Tony Estanguet, triple champion olympique de canoë, a su se glisser habilement dans le rôle de président du Comité d’organisation des Jeux Olympiques de Paris 2024, apprenant à naviguer entre le monde du sport, qu’il connaît bien, et celui de la politique, dont il se méfie.
« On m’a dit ‘Toi tu parles anglais et tu connais pas mal d’athlètes' », raconte-t-il en riant, se souvenant de ses débuts dans la commission des athlètes du Comité international olympique (CIO) après avoir rangé ses pagaies à la suite de sa dernière médaille d’or à Londres en 2012. Né à Pau, Estanguet a grandi en étant fasciné par les Jeux Olympiques. À dix ans, il se levait la nuit pour regarder Carl Lewis aux Jeux de Séoul en 1988 et a eu le « déclic » en 1992 lors des Jeux de Barcelone, où son frère Patrice était ouvreur du parcours.
La compétition est une affaire de famille pour les Estanguet. Patrice remporte une médaille de bronze à Atlanta en 1996, ce qui a renforcé la détermination de Tony à participer aux Jeux. « Dans notre famille, on ne connaissait personne qui avait fait les Jeux. Là, le frangin il l’a fait, ça veut dire que c’est possible », dit-il. Cette ambition l’a conduit à battre son propre frère pour se qualifier pour les Jeux de Sydney en 2000, où il a décroché la première de ses trois médailles d’or (2000, 2004, 2012).

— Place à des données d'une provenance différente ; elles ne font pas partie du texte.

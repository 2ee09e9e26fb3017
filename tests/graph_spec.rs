use launchmap::graph::{self, BuildError, ResolveError};
use launchmap::models::{LaunchAction, LaunchActionKind, LaunchFile};
use speculate2::speculate;

fn arg(id: &str, name: &str, deps: &[&str]) -> LaunchAction {
    LaunchAction {
        id: id.to_string(),
        name: name.to_string(),
        kind: LaunchActionKind::Arg,
        dependencies: deps.iter().map(|d| d.to_string()).collect(),
    }
}

fn node(id: &str, name: &str, deps: &[&str]) -> LaunchAction {
    LaunchAction {
        id: id.to_string(),
        name: name.to_string(),
        kind: LaunchActionKind::Node,
        dependencies: deps.iter().map(|d| d.to_string()).collect(),
    }
}

fn include(id: &str, name: &str, deps: &[&str], actions: Vec<LaunchAction>) -> LaunchAction {
    LaunchAction {
        id: id.to_string(),
        name: name.to_string(),
        kind: LaunchActionKind::Include { actions },
        dependencies: deps.iter().map(|d| d.to_string()).collect(),
    }
}

fn launch_file(actions: Vec<LaunchAction>) -> LaunchFile {
    LaunchFile {
        id: "001".to_string(),
        name: "robot.launch.py".to_string(),
        actions,
    }
}

/// Launch file with nested includes whose actions reference both
/// sibling-scope and including-scope ids.
fn sample_launch_file() -> LaunchFile {
    launch_file(vec![
        arg("a001", "use_sim_time", &[]),
        arg("a002", "simple_arg", &[]),
        node("a003", "/rviz2", &[]),
        include(
            "a004",
            "nav2_bringup/launch/bringup_launch.py",
            &["a001"],
            vec![
                arg("a005", "dependent_arg", &[]),
                node("a006", "/nav2_container", &["a005"]),
                include(
                    "a007",
                    "example/launch/included_launch.py",
                    &["a005", "a004"],
                    vec![
                        arg("a008", "dependent_arg", &[]),
                        node("a009", "/nav2_container", &["a008"]),
                    ],
                ),
            ],
        ),
    ])
}

speculate! {
    describe "build" {
        it "flattens nested includes into a single graph" {
            let graph = graph::build(&sample_launch_file()).expect("build failed");

            assert_eq!(graph.len(), 9);
            assert!(graph.contains("a001"));
            assert!(graph.contains("a009"));
        }

        it "records which include introduced each action" {
            let graph = graph::build(&sample_launch_file()).expect("build failed");

            assert_eq!(graph.get("a001").unwrap().included_by, None);
            assert_eq!(
                graph.get("a005").unwrap().included_by.as_deref(),
                Some("a004")
            );
            assert_eq!(
                graph.get("a008").unwrap().included_by.as_deref(),
                Some("a007")
            );
        }

        it "adds no dependency edges for nesting alone" {
            let graph = graph::build(&sample_launch_file()).expect("build failed");

            // a005 is nested under a004 but declares no dependency on it.
            assert!(graph.get("a005").unwrap().dependencies.is_empty());
            let nested_edges: Vec<_> = graph
                .edges()
                .filter(|(dependent, _)| dependent.as_str() == "a005")
                .collect();
            assert!(nested_edges.is_empty());
        }

        it "accepts dependencies on the including scope" {
            // a007 depends on its own includer a004 and on sibling a005.
            let graph = graph::build(&sample_launch_file()).expect("build failed");
            let deps = &graph.get("a007").unwrap().dependencies;
            assert_eq!(deps, &vec!["a005".to_string(), "a004".to_string()]);
        }

        it "rejects an id reused across an include boundary" {
            let file = launch_file(vec![
                arg("a1", "outer", &[]),
                include("a2", "inner.launch.py", &[], vec![arg("a1", "inner", &[])]),
            ]);

            let err = graph::build(&file).expect_err("duplicate id must fail");
            assert_eq!(err, BuildError::DuplicateId("a1".to_string()));
        }

        it "rejects a dependency on a missing action" {
            let file = launch_file(vec![arg("c1", "broken", &["missing"])]);

            let err = graph::build(&file).expect_err("dangling reference must fail");
            assert_eq!(
                err,
                BuildError::DanglingDependency {
                    action: "c1".to_string(),
                    missing: "missing".to_string(),
                }
            );
        }

        it "accepts a forward reference" {
            let file = launch_file(vec![
                node("n1", "/early", &["n2"]),
                node("n2", "/late", &[]),
            ]);

            assert!(graph::build(&file).is_ok());
        }
    }

    describe "topological_order" {
        it "orders an empty graph as an empty sequence" {
            let graph = graph::build(&launch_file(vec![])).expect("build failed");
            assert_eq!(graph::topological_order(&graph).unwrap(), Vec::<String>::new());
        }

        it "emits dependencies before their dependents" {
            let graph = graph::build(&sample_launch_file()).expect("build failed");
            let order = graph::topological_order(&graph).expect("order failed");

            assert_eq!(order.len(), graph.len());
            let position = |id: &str| order.iter().position(|o| o == id).unwrap();
            for (dependent, dependency) in graph.edges() {
                assert!(
                    position(dependency) < position(dependent),
                    "{} must come before {}",
                    dependency,
                    dependent
                );
            }
        }

        it "breaks ties by declaration order" {
            let file = launch_file(vec![
                arg("a1", "use_sim_time", &[]),
                node("a2", "/rviz2", &["a1"]),
                include(
                    "a3",
                    "bringup.launch.py",
                    &["a1"],
                    vec![arg("a4", "nested_arg", &[]), node("a5", "/nav2", &["a4"])],
                ),
            ]);
            let graph = graph::build(&file).expect("build failed");
            let order = graph::topological_order(&graph).expect("order failed");

            assert_eq!(order, vec!["a1", "a2", "a3", "a4", "a5"]);
        }

        it "reports a two-action cycle as a closed walk" {
            let file = launch_file(vec![
                node("b1", "/first", &["b2"]),
                node("b2", "/second", &["b1"]),
            ]);
            let graph = graph::build(&file).expect("build failed");

            let err = graph::topological_order(&graph).expect_err("cycle must fail");
            assert_eq!(
                err,
                ResolveError::Cycle(vec![
                    "b1".to_string(),
                    "b2".to_string(),
                    "b1".to_string(),
                ])
            );
        }

        it "reports the back-edge path of a longer cycle" {
            let file = launch_file(vec![
                node("x1", "/a", &["x3"]),
                node("x2", "/b", &["x1"]),
                node("x3", "/c", &["x2"]),
            ]);
            let graph = graph::build(&file).expect("build failed");

            let err = graph::topological_order(&graph).expect_err("cycle must fail");
            let ResolveError::Cycle(walk) = err else {
                panic!("expected a cycle");
            };

            // Closed walk: same action at both ends, and every consecutive
            // pair is a real dependency edge.
            assert_eq!(walk.first(), walk.last());
            assert_eq!(walk.len(), 4);
            for pair in walk.windows(2) {
                let deps = &graph.get(&pair[0]).unwrap().dependencies;
                assert!(deps.contains(&pair[1]));
            }
        }

        it "is deterministic across repeated runs" {
            let graph = graph::build(&sample_launch_file()).expect("build failed");
            let first = graph::topological_order(&graph).expect("order failed");
            let second = graph::topological_order(&graph).expect("order failed");
            assert_eq!(first, second);
        }
    }

    describe "dependents" {
        it "returns the transitive closure of dependents" {
            let graph = graph::build(&sample_launch_file()).expect("build failed");

            // a004 depends on a001 directly; a007 depends on a004.
            let result = graph::dependents(&graph, "a001").expect("query failed");
            let expected: Vec<&str> = vec!["a004", "a007"];
            assert_eq!(result.iter().map(String::as_str).collect::<Vec<_>>(), expected);
        }

        it "returns the empty set for a leaf" {
            let graph = graph::build(&sample_launch_file()).expect("build failed");
            let result = graph::dependents(&graph, "a009").expect("query failed");
            assert!(result.is_empty());
        }

        it "fails for an unknown action" {
            let graph = graph::build(&sample_launch_file()).expect("build failed");
            let err = graph::dependents(&graph, "nope").expect_err("must fail");
            assert_eq!(err, ResolveError::UnknownAction("nope".to_string()));
        }
    }

    describe "independent_subset" {
        it "lists dependency-free actions in declaration order" {
            let graph = graph::build(&sample_launch_file()).expect("build failed");
            assert_eq!(
                graph::independent_subset(&graph),
                vec!["a001", "a002", "a003", "a005", "a008"]
            );
        }

        it "is empty when everything depends on something" {
            let file = launch_file(vec![
                node("b1", "/first", &["b2"]),
                node("b2", "/second", &["b1"]),
            ]);
            let graph = graph::build(&file).expect("build failed");
            assert!(graph::independent_subset(&graph).is_empty());
        }
    }
}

Après des études en professorat de sport et marketing à l’Essec, Estanguet a joué un rôle clé dans la candidature de Paris aux côtés de Bernard Lapasset. Sa carrière politique, bien que moins naturelle pour lui, a pris de l’ampleur avec la proximité des Jeux, malgré des relations parfois difficiles avec des figures politiques telles qu’Anne Hidalgo, la maire de Paris.
Son agenda chargé ressemble à celui d’un Premier ministre, le menant même à la table de Joe Biden. Pourtant, il reste méfiant à l’égard de la politique. « Il n’a pas d’élection lui, il a envie que les Jeux avancent », dit Michaël Aloïsio, son conseiller. Estanguet préfère se concentrer sur les Jeux et laisser la politique de côté.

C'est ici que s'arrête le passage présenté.